Akka Mahadevi was a 12th century philosopher, poet (Kannada literature), mystic (c. 1130–1160) and a prominent member of the Lingayatism denomination of Hinduism founded in the 12th century. Her 430 vachanas (a form of spontaneous mystical poems in Kannada), and the two short writings called Mantrogopya and the Yogangatrividh are considered her known contributions to Kannada literature. The term Akka ("elder sister" or "mother") was an honorific given to her by saints such as Basavanna, Siddharama, and Allamaprabhu as an indication of her high place in the spiritual discussions held at the "Anubhava Mantapa". She is regarded to be a major female figure in Kannada literature and in the history of Karnataka. She considered the god Shiva ("Chenna Mallikarjuna") as her husband (traditionally understood as the 'madhura bhava' or 'madhurya' form of devotion).

== Biography ==
Akka Mahadevi was born in Udutadi, near Shivamogga in the Indian state of the Karnataka around 1130. Some scholars suggest that she was born to a couple named Nirmalshetti and Sumati, who were both devotees of Shiva. Western sources claim that little is known about her life, though it has been the subject of Indian hagiographic, folk and mythological claims, based on oral tradition and her own lyrics. One of her lyrics, for instance, appears to record her experiences of leaving her place of her birth and family in order to pursue Shiva.
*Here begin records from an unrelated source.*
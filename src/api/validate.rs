// src/api/validate.rs
//! Shape checks for the untrusted `homework_statuses` payload.

use serde_json::{Map, Value};

use crate::error::{BotError, Result};

/// One element of the `homeworks` array, kept as raw JSON.
/// Shape and field checks happen in [`crate::status::interpret`], so only
/// the record that is actually reported can fail a cycle.
#[derive(Debug, Clone, PartialEq)]
pub struct HomeworkRecord(Value);

impl HomeworkRecord {
    pub fn new(raw: Value) -> Self {
        Self(raw)
    }

    pub fn as_object(&self) -> Option<&Map<String, Value>> {
        self.0.as_object()
    }

    pub fn raw(&self) -> &Value {
        &self.0
    }

    /// Value under `key`, with JSON `null` treated as absent.
    pub fn field(&self, key: &str) -> Option<&Value> {
        self.0.get(key).filter(|v| !v.is_null())
    }
}

/// Validated view of one API response.
#[derive(Debug, Clone, PartialEq, Default)]
pub struct ApiSnapshot {
    pub homeworks: Vec<HomeworkRecord>,
    /// Server time echoed back; becomes the next cursor.
    pub current_date: Option<i64>,
}

pub fn validate(raw: &Value) -> Result<ApiSnapshot> {
    let Value::Object(obj) = raw else {
        return Err(BotError::Schema(format!(
            "expected a JSON object, got {}",
            type_name(raw)
        )));
    };

    let homeworks = obj.get("homeworks").ok_or(BotError::EmptyResponse)?;
    let Value::Array(items) = homeworks else {
        return Err(BotError::Schema(format!(
            "`homeworks` must be a list, got {}",
            type_name(homeworks)
        )));
    };

    let records = items.iter().cloned().map(HomeworkRecord::new).collect();

    let current_date = match obj.get("current_date") {
        None | Some(Value::Null) => None,
        Some(v) => Some(v.as_i64().ok_or_else(|| {
            BotError::Schema(format!(
                "`current_date` must be an integer timestamp, got {}",
                type_name(v)
            ))
        })?),
    };

    Ok(ApiSnapshot {
        homeworks: records,
        current_date,
    })
}

pub(crate) fn type_name(v: &Value) -> &'static str {
    match v {
        Value::Null => "null",
        Value::Bool(_) => "a boolean",
        Value::Number(_) => "a number",
        Value::String(_) => "a string",
        Value::Array(_) => "a list",
        Value::Object(_) => "an object",
    }
}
Tharu and Lalita also document a claim that a local Jain king named Kaushika sought to marry her, but that she rejected him, choosing instead to fulfil the claims of devotion to the deity Shiva. However, the medieval sources that form the basis of this account are ambiguous and inconclusive. They include a reference to one of her poems, or vachanas, in which she lays down three conditions for marrying the king, including control over the choice to spend her time in devotion or in conversation with other scholars and religious figures, rather than with the king. The medieval scholar and poet Harihara suggests in his biography of her that the marriage was purely nominal, while other accounts from Camasara suggest that the conditions were not accepted and the marriage did not occur.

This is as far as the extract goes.